He joined the Red Army in 1919, where he was a part of the 1st Cavalry Army. During the war, he fought in the Caucasian Front and Southern Front, where he fought in battles against the White Army troops of Generals
Anton Denikin and Pyotr Wrangel, and detachments of Ataman Nestor Makhno, and the elimination of political and criminal banditry.

From September 1921 to July 1922, he served in a separate battalion of OSNAZ in Taganrog. He studied at the Crimean Cavalry courses Named After the All-Russian Central Executive Committee, in which he graduated in August 1923. After graduation, he was sent to study at the Taganrog Cavalry School of the North Caucasian Military District and in August 1924, he was transferred to the North Caucasian Mountain Nationalities Cavalry School in Krasnodar. During his studies, he was a foreman of a squadron and from 1925 to 1926, he participated in military operations against gang formations in Chechnya and Dagestan. He graduated in 1926 and became a member of the Communist Party of the Soviet Union.

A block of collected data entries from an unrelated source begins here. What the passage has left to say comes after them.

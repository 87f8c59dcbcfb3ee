//! Homogeneous participating medium (fog, smoke).

use crate::hittable::{HitRecord, Hittable};
use crate::material::{Color, Isotropic, Material};
use crate::texture::Texture;
use crate::SceneError;
use haze_math::sampling::gen_f64;
use haze_math::{Aabb, Interval, Ray, Vec3};
use std::sync::Arc;

/// A constant-density medium confined to the interior of a boundary
/// shape. Rays crossing the boundary interact probabilistically: the
/// free-flight distance is drawn from the Beer-Lambert extinction
/// distribution, and every interaction scatters through an isotropic
/// phase function.
pub struct ConstantMedium {
    boundary: Arc<dyn Hittable>,
    phase_function: Arc<dyn Material>,
    neg_inv_density: f64,
}

impl ConstantMedium {
    /// Create a medium bounded by `boundary` with the given density
    /// and scattering albedo texture.
    ///
    /// Fails when `density` is not strictly positive.
    pub fn new(
        boundary: Arc<dyn Hittable>,
        density: f64,
        albedo: Arc<dyn Texture>,
    ) -> Result<Self, SceneError> {
        if density <= 0.0 {
            return Err(SceneError::InvalidDensity(density));
        }

        Ok(Self {
            boundary,
            phase_function: Arc::new(Isotropic::from_texture(albedo)),
            neg_inv_density: -1.0 / density,
        })
    }

    /// Create a medium with a solid scattering color.
    pub fn from_color(
        boundary: Arc<dyn Hittable>,
        density: f64,
        color: Color,
    ) -> Result<Self, SceneError> {
        if density <= 0.0 {
            return Err(SceneError::InvalidDensity(density));
        }

        Ok(Self {
            boundary,
            phase_function: Arc::new(Isotropic::new(color)),
            neg_inv_density: -1.0 / density,
        })
    }

    /// Intersection with an explicit uniform draw `u` in [0, 1).
    ///
    /// The `Hittable` impl feeds this from the thread rng; tests drive
    /// it with a forced draw to make the free-flight distance exact.
    fn hit_with_sample<'a>(
        &'a self,
        ray: &Ray,
        ray_t: Interval,
        u: f64,
        rec: &mut HitRecord<'a>,
    ) -> bool {
        let mut rec1 = HitRecord::default();
        let mut rec2 = HitRecord::default();

        // Entry point over the unrestricted interval, then the exit
        // point starting just past the entry.
        if !self.boundary.hit(ray, Interval::UNIVERSE, &mut rec1) {
            return false;
        }
        if !self
            .boundary
            .hit(ray, Interval::new(rec1.t + 0.0001, f64::INFINITY), &mut rec2)
        {
            return false;
        }

        log::trace!("medium boundary interval: [{}, {}]", rec1.t, rec2.t);

        if rec1.t < ray_t.min {
            rec1.t = ray_t.min;
        }
        if rec2.t > ray_t.max {
            rec2.t = ray_t.max;
        }

        if rec1.t >= rec2.t {
            return false;
        }

        // Never sample behind the ray origin.
        if rec1.t < 0.0 {
            rec1.t = 0.0;
        }

        let ray_length = ray.direction().length();
        let distance_inside_boundary = (rec2.t - rec1.t) * ray_length;
        // Guard ln(0): the draw is clamped away from exactly zero.
        let hit_distance = self.neg_inv_density * u.max(f64::MIN_POSITIVE).ln();

        // Larger density, shorter expected free flight.
        if hit_distance > distance_inside_boundary {
            return false;
        }

        rec.t = rec1.t + hit_distance / ray_length;
        rec.p = ray.at(rec.t);

        log::trace!("medium interaction: distance={hit_distance}, t={}", rec.t);

        // Both are physically meaningless for an isotropic medium.
        rec.normal = Vec3::new(1.0, 0.0, 0.0);
        rec.front_face = true;

        rec.u = 0.0;
        rec.v = 0.0;
        rec.material = self.phase_function.as_ref();

        true
    }
}

impl Hittable for ConstantMedium {
    fn hit<'a>(&'a self, ray: &Ray, ray_t: Interval, rec: &mut HitRecord<'a>) -> bool {
        let u = gen_f64(&mut rand::thread_rng());
        self.hit_with_sample(ray, ray_t, u, rec)
    }

    fn bounding_box(&self) -> Aabb {
        self.boundary.bounding_box()
    }
}
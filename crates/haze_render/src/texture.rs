//! Color lookup capability consumed by materials.

use crate::Color;
use haze_math::Point3;

/// Trait for anything that can answer "what color is this surface point".
///
/// Materials never inspect a texture beyond this single operation.
pub trait Texture: Send + Sync {
    fn value(&self, u: f64, v: f64, p: Point3) -> Color;
}

/// A texture with the same color everywhere.
#[derive(Debug, Clone)]
pub struct SolidColor {
    albedo: Color,
}

impl SolidColor {
    pub fn new(albedo: Color) -> Self {
        Self { albedo }
    }
}

impl Texture for SolidColor {
    fn value(&self, _u: f64, _v: f64, _p: Point3) -> Color {
        self.albedo
    }
}
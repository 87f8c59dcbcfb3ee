//! Math primitives for the haze path tracer.
//!
//! Everything here is double precision: the renderer works in `f64`
//! throughout, so `Vec3` is glam's `DVec3`.

pub use glam::DVec3 as Vec3;

/// Semantic alias for positions.
pub type Point3 = Vec3;

mod aabb;
mod interval;
mod ray;
pub mod sampling;

pub use aabb::Aabb;
pub use interval::Interval;
pub use ray::Ray;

From September 1926 to April 1932, he served in the 61st Cavalry Regiment of the 1st Separate Cavalry Brigade at the Moscow Military District, and platoon and machine-gun squadron commander.

Grechko graduated from the Military Academy of the Red Army named after M. V. Frunze in 1936. After graduation, he served in the Special Red Banner Cavalry Division named after Joseph Stalin of the Moscow Military District and later transferred to the Belarusian Special Military District, where he served as assistant chief and chief of the 1st (operational) part of the division headquarters and commander of the 62nd Cavalry Regiment. From May 1938 to October 1938, he served as assistant chief of staff of the division.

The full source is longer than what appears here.